## REQUIRED WORK
Restate exactly, and only, the lines from the one containing "wired up: routes" through the end of the entries, keeping both endpoints.

=== Section Start ===

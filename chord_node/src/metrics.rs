/// Fire-and-forget counters the core reports into on every lookup and
/// every inbound RPC. The collector that samples these into a CSV (or
/// any other sink) lives outside the core; this crate only needs the
/// two call sites to exist.
pub trait MetricsSink: Send + Sync {
    fn record_lookup(&self, latency_ms: f64);
    fn increment_messages(&self);
}

/// Default sink used when no external collector is wired up: routes
/// both counters through `tracing` so they still show up in node logs.
#[derive(Debug, Default)]
pub struct TracingMetrics;

impl MetricsSink for TracingMetrics {
    fn record_lookup(&self, latency_ms: f64) {
        tracing::debug!(latency_ms, "lookup completed");
    }

    fn increment_messages(&self) {
        tracing::trace!("message handled");
    }
}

=== Section End ===

## RESPONSE
/// Default sink used when no external collector is wired up: routes
/// both counters through `tracing` so they still show up in node logs.
#[derive(Debug, Default)]
pub struct TracingMetrics;

impl MetricsSink for TracingMetrics {
    fn record_lookup(&self, latency_ms: f64) {
        tracing::debug!(latency_ms, "lookup completed");
    }

    fn increment_messages(&self) {
        tracing::trace!("message handled");
    }
}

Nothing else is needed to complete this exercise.